### WORK TO COMPLETE
Show the lines below that contain the string "display".

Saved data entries
□ □ □ □ □

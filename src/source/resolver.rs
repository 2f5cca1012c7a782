//! Source resolution for PDF files on the local filesystem

use crate::error::{Error, Result};
use std::path::Path;

/// Resolved PDF data
#[derive(Debug)]
pub struct ResolvedPdf {
    pub data: Vec<u8>,
    pub source_name: String,
}

/// Lower-cased extension of `path` including the leading dot, or an empty
/// string when the path has none.
pub fn file_extension<P: AsRef<Path>>(path: P) -> String {
    path.as_ref()
        .extension()
        .map(|ext| format!(".{}", ext.to_string_lossy().to_lowercase()))
        .unwrap_or_default()
}

/// Check that `path` names a regular file and return its size in bytes.
pub async fn check_exists<P: AsRef<Path>>(path: P) -> Result<u64> {
    let path = path.as_ref();
    // Unreadable metadata counts as missing, as does a directory
    match tokio::fs::metadata(path).await {
        Ok(meta) if meta.is_file() => Ok(meta.len()),
        _ => Err(Error::NotFound {
            path: path.display().to_string(),
        }),
    }
}

/// Check that `path` carries a `.pdf` extension (case-insensitive).
pub fn check_extension<P: AsRef<Path>>(path: P) -> Result<()> {
    let extension = file_extension(path);
    if extension == ".pdf" {
        Ok(())
    } else {
        Err(Error::InvalidType { extension })
    }
}

/// Check a file size against the ceiling.
pub fn check_size(size: u64, max_bytes: u64) -> Result<()> {
    if size > max_bytes {
        return Err(Error::FileTooLarge {
            size,
            max_size: max_bytes,
        });
    }
    Ok(())
}

/// Resolve a file path to PDF data.
///
/// Checks run in order: existence, extension, size. The file is read whole.
pub async fn resolve_path<P: AsRef<Path>>(path: P, max_bytes: u64) -> Result<ResolvedPdf> {
    let path = path.as_ref();

    let size = check_exists(path).await?;
    check_extension(path)?;
    check_size(size, max_bytes)?;

    let data = tokio::fs::read(path).await.map_err(Error::Io)?;

    Ok(ResolvedPdf {
        data,
        source_name: path.display().to_string(),
    })
}
//! PDF Text MCP Server Library
//!
//! This crate provides MCP tools over local PDF files:
//! - `extract_pdf_text`: Extract the full text, page count and metadata
//! - `get_pdf_metadata`: Document metadata with a short text preview
//! - `validate_pdf`: Check that a path names a usable PDF
//! - `extract_pdf_pages`: Text of selected pages (estimated boundaries)

pub mod error;
pub mod pdf;
pub mod server;
pub mod source;

pub use error::{Error, Result};
pub use server::{
    run_server, run_server_with_config, truncate_text, ExtractTextResponse, FilePathParams,
    PdfServer, ServerConfig, TruncatedText, TRUNCATION_NOTICE,
};
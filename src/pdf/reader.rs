//! PDF reader backed by PDFium

use crate::error::{Error, Result};
use crate::pdf::types::{ExtractResult, PdfInfo};
use crate::pdf::PdfParser;
use pdfium_render::prelude::*;
use serde_json::{Map, Value};
use std::path::PathBuf;

/// Directories searched for the PDFium shared library before falling back
/// to the system library path
const DEFAULT_LIBRARY_DIRS: &[&str] = &["./", "/opt/pdfium/lib"];

/// Separator placed between the text of consecutive pages
const PAGE_SEPARATOR: &str = "\n\n";

/// PDF parser using PDFium.
///
/// PDFium is not thread-safe, so each parse binds a fresh instance.
#[derive(Debug, Clone)]
pub struct PdfiumParser {
    library_dirs: Vec<PathBuf>,
}

impl Default for PdfiumParser {
    fn default() -> Self {
        Self::new()
    }
}

impl PdfiumParser {
    pub fn new() -> Self {
        Self {
            library_dirs: DEFAULT_LIBRARY_DIRS.iter().map(PathBuf::from).collect(),
        }
    }

    /// Add a directory to search for the PDFium library (tried after the defaults)
    pub fn with_library_dir(mut self, dir: impl Into<PathBuf>) -> Self {
        self.library_dirs.push(dir.into());
        self
    }

    pub fn library_dirs(&self) -> &[PathBuf] {
        &self.library_dirs
    }

    fn create_pdfium(&self) -> Result<Pdfium> {
        for dir in &self.library_dirs {
            match Pdfium::bind_to_library(Pdfium::pdfium_platform_library_name_at_path(dir)) {
                Ok(bindings) => return Ok(Pdfium::new(bindings)),
                Err(e) => {
                    tracing::trace!(dir = %dir.display(), error = %e, "PDFium not found");
                }
            }
        }

        let bindings = Pdfium::bind_to_system_library()
            .map_err(|e| Error::parse_failure(format!("Failed to initialize PDFium: {}", e)))?;
        Ok(Pdfium::new(bindings))
    }

    fn extract_info(document: &PdfDocument) -> PdfInfo {
        let meta = document.metadata();
        let tag = |tag_type: PdfDocumentMetadataTagType| {
            meta.get(tag_type)
                .map(|t| t.value().to_string())
                .filter(|v| !v.is_empty())
        };

        PdfInfo {
            format_version: Self::format_version(document.version()),
            title: tag(PdfDocumentMetadataTagType::Title),
            author: tag(PdfDocumentMetadataTagType::Author),
            subject: tag(PdfDocumentMetadataTagType::Subject),
            keywords: tag(PdfDocumentMetadataTagType::Keywords),
            creator: tag(PdfDocumentMetadataTagType::Creator),
            producer: tag(PdfDocumentMetadataTagType::Producer),
            creation_date: tag(PdfDocumentMetadataTagType::CreationDate),
            mod_date: tag(PdfDocumentMetadataTagType::ModificationDate),
            other: Self::form_flags(document.form().map(|form| form.form_type())),
        }
    }

    /// `IsAcroFormPresent` / `IsXFAPresent` entries for the info dictionary
    fn form_flags(form_type: Option<PdfFormType>) -> Map<String, Value> {
        let (acro, xfa) = match form_type {
            Some(PdfFormType::Acrobat) => (true, false),
            Some(PdfFormType::XfaFull) | Some(PdfFormType::XfaForeground) => (false, true),
            Some(PdfFormType::None) | None => (false, false),
        };

        let mut flags = Map::new();
        flags.insert("IsAcroFormPresent".to_string(), Value::Bool(acro));
        flags.insert("IsXFAPresent".to_string(), Value::Bool(xfa));
        flags
    }

    fn format_version(version: PdfDocumentVersion) -> Option<String> {
        let v = match version {
            PdfDocumentVersion::Unset => return None,
            PdfDocumentVersion::Pdf1_0 => "1.0",
            PdfDocumentVersion::Pdf1_1 => "1.1",
            PdfDocumentVersion::Pdf1_2 => "1.2",
            PdfDocumentVersion::Pdf1_3 => "1.3",
            PdfDocumentVersion::Pdf1_4 => "1.4",
            PdfDocumentVersion::Pdf1_5 => "1.5",
            PdfDocumentVersion::Pdf1_6 => "1.6",
            PdfDocumentVersion::Pdf1_7 => "1.7",
            PdfDocumentVersion::Pdf2_0 => "2.0",
            PdfDocumentVersion::Other(raw) => return Some(format!("{}.{}", raw / 10, raw % 10)),
        };
        Some(v.to_string())
    }

    fn extract_text(document: &PdfDocument) -> Result<String> {
        let pages = document.pages();
        let mut texts = Vec::with_capacity(pages.len() as usize);

        for (index, page) in pages.iter().enumerate() {
            let text = page.text().map_err(|e| {
                Error::parse_failure(format!("Failed to read text of page {}: {}", index + 1, e))
            })?;
            texts.push(text.all());
        }

        Ok(texts.join(PAGE_SEPARATOR))
    }

    /// Map PDFium errors to our error type
    fn map_pdfium_error(err: PdfiumError) -> Error {
        match err {
            PdfiumError::PdfiumLibraryInternalError(PdfiumInternalError::PasswordError) => {
                Error::parse_failure("PDF is password protected")
            }
            _ => Error::parse_failure(err),
        }
    }
}

impl PdfParser for PdfiumParser {
    fn parse(&self, data: &[u8]) -> Result<ExtractResult> {
        if data.len() < 4 || &data[0..4] != b"%PDF" {
            return Err(Error::parse_failure("Not a valid PDF file"));
        }

        let pdfium = self.create_pdfium()?;
        let document = pdfium
            .load_pdf_from_byte_slice(data, None)
            .map_err(Self::map_pdfium_error)?;

        let page_count = document.pages().len() as u32;
        let metadata = Self::extract_info(&document);
        let text = Self::extract_text(&document)?;

        Ok(ExtractResult {
            text,
            page_count,
            metadata,
        })
    }
}
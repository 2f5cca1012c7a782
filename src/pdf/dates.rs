//! Normalization of document dates to ISO 8601

use chrono::{DateTime, FixedOffset, NaiveDate, NaiveDateTime, TimeZone, Utc};

const ISO_FORMAT: &str = "%Y-%m-%dT%H:%M:%S%.3fZ";

/// Normalize a metadata date.
///
/// Parseable dates become ISO 8601 UTC strings with millisecond precision.
/// Unparseable values are returned unchanged; absent or blank values yield
/// `None`.
pub fn normalize_date(value: Option<&str>) -> Option<String> {
    let raw = value?;
    let trimmed = raw.trim();
    if trimmed.is_empty() {
        return None;
    }

    Some(
        parse_date(trimmed)
            .map(|dt| dt.format(ISO_FORMAT).to_string())
            .unwrap_or_else(|| raw.to_string()),
    )
}

/// Parse any supported date form into UTC.
pub fn parse_date(value: &str) -> Option<DateTime<Utc>> {
    if let Ok(dt) = DateTime::parse_from_rfc3339(value) {
        return Some(dt.with_timezone(&Utc));
    }
    for fmt in ["%Y-%m-%dT%H:%M:%S", "%Y-%m-%d %H:%M:%S"] {
        if let Ok(naive) = NaiveDateTime::parse_from_str(value, fmt) {
            return Some(Utc.from_utc_datetime(&naive));
        }
    }
    if let Ok(date) = NaiveDate::parse_from_str(value, "%Y-%m-%d") {
        return date.and_hms_opt(0, 0, 0).map(|n| Utc.from_utc_datetime(&n));
    }
    parse_pdf_date(value)
}

/// Parse a PDF date string: `D:YYYYMMDDHHmmSSOHH'mm'`.
///
/// Everything after the year is optional. The `D:` prefix is optional too.
/// Missing time zone means UTC.
pub fn parse_pdf_date(value: &str) -> Option<DateTime<Utc>> {
    let s = value.strip_prefix("D:").unwrap_or(value);
    let bytes = s.as_bytes();
    let digits = bytes.iter().take_while(|b| b.is_ascii_digit()).count();
    if digits < 4 || digits % 2 != 0 || digits > 14 {
        return None;
    }

    let field = |start: usize, default: u32| -> Option<u32> {
        if start + 2 <= digits {
            s[start..start + 2].parse().ok()
        } else {
            Some(default)
        }
    };

    let year: i32 = s[0..4].parse().ok()?;
    let month = field(4, 1)?;
    let day = field(6, 1)?;
    let hour = field(8, 0)?;
    let minute = field(10, 0)?;
    let second = field(12, 0)?;

    let offset = parse_pdf_offset(&s[digits..])?;
    let naive = NaiveDate::from_ymd_opt(year, month, day)?.and_hms_opt(hour, minute, second)?;
    let local = offset.from_local_datetime(&naive).single()?;
    Some(local.with_timezone(&Utc))
}

/// Parse the trailing `Z`, `+HH'mm'` or `-HH'mm'` of a PDF date.
fn parse_pdf_offset(tz: &str) -> Option<FixedOffset> {
    let tz = tz.trim_end_matches('\'');
    let sign = match tz.chars().next() {
        None => return FixedOffset::east_opt(0),
        Some('Z') | Some('z') => {
            return if tz[1..].chars().all(|c| c == '0' || c == '\'') {
                FixedOffset::east_opt(0)
            } else {
                None
            };
        }
        Some('+') => 1,
        Some('-') => -1,
        Some(_) => return None,
    };

    let rest = &tz[1..];
    if !rest.chars().all(|c| c.is_ascii_digit() || c == '\'') {
        return None;
    }
    let (hours, minutes) = match rest.split_once('\'') {
        Some((h, m)) => (h, m),
        None if rest.len() > 2 => rest.split_at(2),
        None => (rest, ""),
    };
    let hours: i32 = hours.parse().ok()?;
    let minutes: i32 = if minutes.is_empty() {
        0
    } else {
        minutes.parse().ok()?
    };
    if hours > 23 || minutes > 59 {
        return None;
    }

    FixedOffset::east_opt(sign * (hours * 3600 + minutes * 60))
}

□ □ □ □ □

### RESPONSE
            path: path.display().to_string(),
        source_name: path.display().to_string(),
                    tracing::trace!(dir = %dir.display(), error = %e, "PDFium not found");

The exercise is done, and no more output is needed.